И вот сегодня опять напоминание про мое безумие. Надо было, кстати, спросить у поганца Ваньки, чего он мне в коктейль намешал. Не могу я поверить, что сама по себе, вот так вот, полезла к взрослому и опасному мужику. Явно морок какой-то, наркота.
Кстати, о мороке. Вон он, прется, родимый.
Тварь, только тебя тут не хватало.
Заметив знакомую плечистую фигуру, я пытаюсь свалить по-быстрому в сторону калитки, но удача явно не на моей стороне.
– Мелехова! А ну стоять!
Бл***…
Я разворачиваюсь, поправляю короткую клетчатую юбку, подтягиваю гольфики, улыбаюсь улыбкой «невинная девочка, мечта педофила». Может, прокатит…
– Добрый день, Василий Георгиевич… Какими судьбами?
– По службе, Лена, – ощупывает меня капитан полиции внимательным взглядом, задерживаясь на ногах и гольфах. И чуть ли не сглатывая. Фууу, извращенец. – А у тебя занятия закончились? Подвезти?
Ага, знаю я, куда ты меня подвезешь, козлина…
– Нет, спасибо, я жду подругу.
– Давай я с тобой подожду. Расскажешь, как у тебя дела.
Бл*! Вот попала! Как от него избавляться-то?
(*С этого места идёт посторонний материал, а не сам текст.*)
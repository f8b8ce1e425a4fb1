//! Google Gemini provider (`generateContent`).
//!
//! Sends the prompt as a single user turn and maps Gemini's status codes,
//! `error.status` names and safety signals onto [`ProviderError`] variants.

use std::sync::Arc;
use std::time::Duration;

use async_trait::async_trait;
use mysa_config::CredentialSource;
use mysa_core::error::ProviderError;
use mysa_core::provider::*;
use serde::{Deserialize, Serialize};
use tracing::{debug, warn};

const DEFAULT_BASE_URL: &str = "https://generativelanguage.googleapis.com";
const DEFAULT_VERSION: &str = "v1beta";

/// Finish reasons meaning the candidate was withheld by a content filter.
const BLOCKING_FINISH_REASONS: [&str; 4] = ["SAFETY", "BLOCKLIST", "PROHIBITED_CONTENT", "SPII"];

pub struct GeminiProvider {
    base_url: String,
    api_version: String,
    credential: Arc<dyn CredentialSource>,
    client: reqwest::Client,
}

impl GeminiProvider {
    pub fn new(credential: Arc<dyn CredentialSource>) -> Result<Self, ProviderError> {
        // Safety net only; the orchestrator enforces the real deadline.
        let client = reqwest::Client::builder()
            .timeout(Duration::from_secs(120))
            .build()
            .map_err(|e| ProviderError::NotConfigured(format!("HTTP client: {e}")))?;

        Ok(Self {
            base_url: DEFAULT_BASE_URL.into(),
            api_version: DEFAULT_VERSION.into(),
            credential,
            client,
        })
    }

    pub fn with_base_url(mut self, base_url: impl Into<String>) -> Self {
        self.base_url = base_url.into().trim_end_matches('/').to_string();
        self
    }

    fn endpoint(&self, model: &str) -> String {
        format!(
            "{}/{}/models/{}:generateContent",
            self.base_url, self.api_version, model
        )
    }

    fn build_body(request: &ProviderRequest) -> GenerateContentRequest {
        GenerateContentRequest {
            contents: vec![Content {
                role: "user".into(),
                parts: vec![Part {
                    text: Some(request.prompt.clone()),
                }],
            }],
            generation_config: GenerationConfig {
                temperature: request.temperature,
                max_output_tokens: request.max_output_tokens,
            },
        }
    }
}

#[async_trait]
impl mysa_core::Provider for GeminiProvider {
    fn name(&self) -> &str {
        "gemini"
    }

    async fn complete(&self, request: ProviderRequest) -> Result<ProviderResponse, ProviderError> {
        let api_key = self.credential.api_key().ok_or_else(|| {
            ProviderError::MissingCredential(
                "set MYSA_API_KEY or GOOGLE_API_KEY, or api_key in the config file".into(),
            )
        })?;

        let body = Self::build_body(&request);
        debug!(provider = "gemini", model = %request.model, "Sending generateContent request");

        let response = self
            .client
            .post(self.endpoint(&request.model))
            .header("x-goog-api-key", api_key)
            .json(&body)
            .send()
            .await
            .map_err(map_transport_error)?;

        let status = response.status().as_u16();
        if !response.status().is_success() {
            let error_body = response.text().await.unwrap_or_default();
            warn!(status, body = %error_body, "Gemini returned error");
            return Err(map_http_error(status, &error_body));
        }

        let payload: GenerateContentResponse = response
            .json()
            .await
            .map_err(|e| ProviderError::InvalidResponse(format!("failed to decode body: {e}")))?;

        interpret_response(payload, &request.model)
    }
}

pub(crate) fn map_transport_error(e: reqwest::Error) -> ProviderError {
    if e.is_timeout() {
        ProviderError::Timeout(e.to_string())
    } else {
        ProviderError::Network(e.to_string())
    }
}

/// Map a non-2xx response onto a discriminated error. Google's error envelope
/// carries a status name and, for bad keys, an `API_KEY_INVALID` reason even
/// when the HTTP code is a plain 400.
fn map_http_error(status: u16, body: &str) -> ProviderError {
    let envelope = serde_json::from_str::<ApiErrorEnvelope>(body).ok();
    let message = envelope
        .as_ref()
        .map(|e| e.error.message.clone())
        .filter(|m| !m.is_empty())
        .unwrap_or_else(|| body.to_string());
    let status_name = envelope
        .as_ref()
        .and_then(|e| e.error.status.clone())
        .unwrap_or_default();
    let bad_key = envelope.as_ref().is_some_and(|e| {
        e.error
            .details
            .iter()
            .any(|d| d.reason.as_deref() == Some("API_KEY_INVALID"))
    });

    if bad_key || status == 401 || status_name == "UNAUTHENTICATED" {
        return ProviderError::AuthenticationFailed(message);
    }

    match (status, status_name.as_str()) {
        (403, _) | (_, "PERMISSION_DENIED") => ProviderError::PermissionDenied(message),
        (429, _) | (_, "RESOURCE_EXHAUSTED") => ProviderError::QuotaExceeded(message),
        (408 | 504, _) | (_, "DEADLINE_EXCEEDED") => ProviderError::Timeout(message),
        _ => ProviderError::ApiError {
            status_code: status,
            message,
        },
    }
}

fn interpret_response(
    payload: GenerateContentResponse,
    requested_model: &str,
) -> Result<ProviderResponse, ProviderError> {
    if let Some(reason) = payload.prompt_feedback.and_then(|f| f.block_reason) {
        return Err(ProviderError::ContentFiltered(format!("prompt blocked: {reason}")));
    }

    let candidate = payload.candidates.into_iter().next();
    let finish_reason = candidate.as_ref().and_then(|c| c.finish_reason.clone());
    let text: String = candidate
        .and_then(|c| c.content)
        .map(|content| {
            content
                .parts
                .into_iter()
                .filter_map(|p| p.text)
                .collect::<Vec<_>>()
                .join("")
        })
        .unwrap_or_default();

    if text.trim().is_empty()
        && finish_reason
            .as_deref()
            .is_some_and(|r| BLOCKING_FINISH_REASONS.contains(&r))
    {
        return Err(ProviderError::ContentFiltered(format!(
            "response withheld: {}",
            finish_reason.unwrap_or_default()
        )));
    }

    let usage = payload.usage_metadata.map(|u| {
        let prompt_tokens = u.prompt_token_count.unwrap_or(0);
        let completion_tokens = u.candidates_token_count.unwrap_or(0);
        Usage {
            prompt_tokens,
            completion_tokens,
            total_tokens: u
                .total_token_count
                .unwrap_or(prompt_tokens + completion_tokens),
        }
    });

    Ok(ProviderResponse {
        text,
        model: payload
            .model_version
            .unwrap_or_else(|| requested_model.to_string()),
        finish_reason,
        usage,
    })
}

// --- Gemini API types (internal) ---

#[derive(Debug, Serialize)]
#[serde(rename_all = "camelCase")]
struct GenerateContentRequest {
    contents: Vec<Content>,
    generation_config: GenerationConfig,
}

#[derive(Debug, Serialize, Deserialize)]
struct Content {
    #[serde(default)]
    role: String,
    #[serde(default)]
    parts: Vec<Part>,
}

#[derive(Debug, Serialize, Deserialize)]
struct Part {
    #[serde(default, skip_serializing_if = "Option::is_none")]
    text: Option<String>,
}

#[derive(Debug, Serialize)]
#[serde(rename_all = "camelCase")]
struct GenerationConfig {
    temperature: f32,
    #[serde(skip_serializing_if = "Option::is_none")]
    max_output_tokens: Option<u32>,
}

#[derive(Debug, Deserialize)]
#[serde(rename_all = "camelCase")]
struct GenerateContentResponse {
    #[serde(default)]
    candidates: Vec<Candidate>,
    #[serde(default)]
    prompt_feedback: Option<PromptFeedback>,
    #[serde(default)]
    usage_metadata: Option<UsageMetadata>,
    #[serde(default)]
    model_version: Option<String>,
}

#[derive(Debug, Deserialize)]
#[serde(rename_all = "camelCase")]
struct Candidate {
    #[serde(default)]
    content: Option<Content>,
    #[serde(default)]
    finish_reason: Option<String>,
}

#[derive(Debug, Deserialize)]
#[serde(rename_all = "camelCase")]
struct PromptFeedback {
    #[serde(default)]
    block_reason: Option<String>,
}

#[derive(Debug, Deserialize)]
#[serde(rename_all = "camelCase")]
struct UsageMetadata {
    prompt_token_count: Option<u32>,
    candidates_token_count: Option<u32>,
    total_token_count: Option<u32>,
}

#[derive(Debug, Deserialize)]
struct ApiErrorEnvelope {
    error: ApiErrorBody,
}

#[derive(Debug, Deserialize)]
struct ApiErrorBody {
    #[serde(default)]
    message: String,
    #[serde(default)]
    status: Option<String>,
    #[serde(default)]
    details: Vec<ApiErrorDetail>,
}

#[derive(Debug, Deserialize)]
struct ApiErrorDetail {
    #[serde(default)]
    reason: Option<String>,
}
– Все хорошо, Василий Георгиевич. А как у вас? Где ваша фуражка?
Ой, а чего это мы челюсть сжали? Вспомнили нашу первую встречу? Я хорошо ему тогда, еще участковому, на фуражку плюнула, душевно получилось. А нечего потому что пьяных и веселых девушек с лавочки гнать! Мало ли, что бабки с соседнего дома устроили обрыв проводов в отделении? Это они от зависти! А вели мы себя тихо. Отмечали день рождения. А потом пришел он. Я была уже на жоре, веселая и буйная. И восемнадцати мне не было в тот момент. Поэтому всех разогнали по домам, а Лену, как самую крикливую, отбуксировали в отделение. Я сопротивлялась. Ну вот и…
Я припоминаю уставшее лицо сестры, которую как раз вызвали в отделение забирать меня, и слезы в ее глазах, когда сказали, какой штраф мне выкатят.
И со злостью смотрю на бывшего участкового, а теперь оперативника следственного отдела.
Потому что то, как я попала в полицию тогда, само собой, моя вина. А вот то, что этот придурок слетел с катушек и начал таскаться за мной по пятам и злоупотреблять своим служебным положением, уже не моя. Я ему авансов не давала. И плевок на фуражку за попытку флирта засчитаться не может.
– Язва ты, Лена, – качает головой капитан, – может, хватит уже бегать, а? Поехали, накормлю тебя, домой отвезу.
– Ага, – хамлю я, – к себе. Нет уж. Я вам говорила, Василий Георгиевич, я старость уважаю, но не настолько, чтоб ноги перед вами развигать!
Я специально говорю это громко, чтоб напугать, такие, как он, любители молоденького мяса, обычно боятся огласки. Вот и этот оглядывается испуганно, но затем, вместо того, чтоб отойти, наоборот, качнувшись ко мне, хватает за руку, дергая на себя.
– Дура ты, Мелехова, дура! Я ж по-человечески хотел, по-нормальному… А ты, овца малолетняя, не ценишь нихера. Хватит, три года ждал, пока ты в ум войдешь, не дождался. Значит, через жопу буду вбивать в мозги.
– Себе сначала вбей, урод, – оскаливаюсь я, уработав его по щеке со всего размаха. Ногтей не жалею на это дело благое.
Он отшатывается, дотрагивается до лица, стирает кровь. Поднимает на меня бешеный взгляд:
– Ах ты, сука! Да я тебя в отделение на пятнадцать суток!
И тут я понимаю, что пора уходить. Прямо вот очень быстро. Бегом.
Я разворачиваюсь на каблуках и несусь прочь, как испуганная коза, слышу за собой тяжелый топот форменных ботинок и не менее тяжелый мат, ускоряюсь, ныряя в неприметную калитку в заборе, о которой знают только студенты колледжа, и вылетаю прямо на центральную улицу. К одному из высотных зданий, которых в нашем городишке по пальцам пересчитать можно.